Docker · Kubernetes · Grafana · ArgoCD · AWS

🏗️ How It Works

Monitoring Stack Your Application │ exposes /metrics endpoint (HTTP) │ format: metric_name{label="value"} 1.23 ▼ Prometheus │ scrapes every 15s (pull model) │ stores time-series data in TSDB │ evaluates alert rules ▼ Grafana │ queries Prometheus with PromQL │ renders dashboards + graphs └─► sends alerts to Slack / PagerDuty / email

📦 Install with Docker Compose

# docker-compose.yml
services:
  prometheus:
    image: prom/prometheus:latest
    container_name: prometheus
    ports:
      - "9090:9090"
    volumes:
      - ./prometheus.yml:/etc/prometheus/prometheus.yml
      - prom-data:/prometheus
    command:
      - '--config.file=/etc/prometheus/prometheus.yml'
      - '--storage.tsdb.retention.time=30d'
    restart: unless-stopped

  grafana:
    image: grafana/grafana:latest
    container_name: grafana
    ports:
      - "3000:3000"
    environment:
      - GF_SECURITY_ADMIN_USER=admin
      - GF_SECURITY_ADMIN_PASSWORD=admin
    volumes:
      - grafana-data:/var/lib/grafana
    depends_on:
      - prometheus
    restart: unless-stopped

volumes:
  prom-data:
  grafana-data:
🌐
Access Grafana

Open http://localhost:3000 — login with admin / admin. On first launch, add Prometheus as a data source: Configuration → Data Sources → Add → Prometheus → URL: http://prometheus:9090

⚙️ Prometheus Config

# prometheus.yml
global:
  scrape_interval: 15s       # how often to pull metrics
  evaluation_interval: 15s   # how often to evaluate alert rules

rule_files:
  - /etc/prometheus/rules/*.yml

scrape_configs:
  # Prometheus scrapes itself
  - job_name: 'prometheus'
    static_configs:
      - targets: ['localhost:9090']

  # Kubernetes pods with annotation prometheus.io/scrape: "true"
  - job_name: 'kubernetes-pods'
    kubernetes_sd_configs:
      - role: pod
    relabel_configs:
      - source_labels: [__meta_kubernetes_pod_annotation_prometheus_io_scrape]
        action: keep
        regex: "true"
      - source_labels: [__meta_kubernetes_pod_annotation_prometheus_io_port]
        action: replace
        target_label: __address__
        regex: (.+)
        replacement: $1

  # Node exporter (host metrics: CPU, disk, network)
  - job_name: 'node'
    static_configs:
      - targets: ['node-exporter:9100']

  # MySQL exporter
  - job_name: 'mysql'
    static_configs:
      - targets: ['mysql-exporter:9104']

🔍 PromQL Query Language

PromQL is the query language for Prometheus. Every Grafana panel runs a PromQL query.

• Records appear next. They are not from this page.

//! Recurring plan handlers

use crate::database::recurring_plan_repository::{RecurringPlan, RecurringPlanInput};
use crate::error::AppError;
use crate::state::AppState;
use axum::{
    extract::{Path, State},
    http::StatusCode,
    response::IntoResponse,
    Json,
};
use serde::Deserialize;
use uuid::Uuid;

#[derive(Debug, Deserialize)]
pub struct RecurringPlanRequest {
    pub client_id: Uuid,
    pub name: String,
    pub frequency: String,
    /// Line-item template: `[{ "description", "quantity", "unit_price" }]`
    /// with string amounts
    pub items: serde_json::Value,
    pub next_run_at: chrono::NaiveDate,
    #[serde(default = "default_active")]
    pub is_active: bool,
}

fn default_active() -> bool {
    true
}

impl From<RecurringPlanRequest> for RecurringPlanInput {
    fn from(request: RecurringPlanRequest) -> Self {
        RecurringPlanInput {
            client_id: request.client_id,
            name: request.name,
            frequency: request.frequency,
            items: request.items,
            next_run_at: request.next_run_at,
            is_active: request.is_active,
        }
    }
}

pub async fn create_plan(
    State(state): State<AppState>,
    Json(payload): Json<RecurringPlanRequest>,
) -> Result<impl IntoResponse, AppError> {
    let plan = state.recurring.create(payload.into()).await?;
    Ok((StatusCode::CREATED, Json(plan)))
}

pub async fn list_plans(
    State(state): State<AppState>,
) -> Result<Json<Vec<RecurringPlan>>, AppError> {
    Ok(Json(state.recurring.list().await?))
}

pub async fn get_plan(
    State(state): State<AppState>,
    Path(id): Path<Uuid>,
) -> Result<Json<RecurringPlan>, AppError> {
    Ok(Json(state.recurring.get(id).await?))
}

pub async fn update_plan(
    State(state): State<AppState>,
    Path(id): Path<Uuid>,
    Json(payload): Json<RecurringPlanRequest>,
) -> Result<Json<RecurringPlan>, AppError> {
    Ok(Json(state.recurring.update(id, payload.into()).await?))
}

pub async fn delete_plan(
    State(state): State<AppState>,
    Path(id): Path<Uuid>,
) -> Result<impl IntoResponse, AppError> {
    state.recurring.delete(id).await?;
    Ok(StatusCode::NO_CONTENT)
}

/// Generate the plan's next invoice
pub async fn run_plan(
    State(state): State<AppState>,
    Path(id): Path<Uuid>,
) -> Result<impl IntoResponse, AppError> {
    let invoice = state.recurring.run(id).await?;
    Ok((StatusCode::CREATED, Json(invoice)))
}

# ── Instant queries (current value) ───────────────────

# CPU usage across all CPUs (as percentage)
100 - (avg by (instance) (rate(node_cpu_seconds_total{mode="idle"}[5m])) * 100)

# Memory used (bytes)
node_memory_MemTotal_bytes - node_memory_MemAvailable_bytes

# Container CPU usage rate (last 5 min)
rate(container_cpu_usage_seconds_total{container!=""}[5m])

# HTTP request rate (per second, last 2 min)
rate(http_requests_total[2m])

# HTTP error rate as % of total
rate(http_requests_total{status=~"5.."}[5m])
/
rate(http_requests_total[5m]) * 100

# 95th percentile latency
histogram_quantile(0.95, rate(http_request_duration_seconds_bucket[5m]))

# Active pods per deployment
count by (deployment) (kube_pod_status_phase{phase="Running"})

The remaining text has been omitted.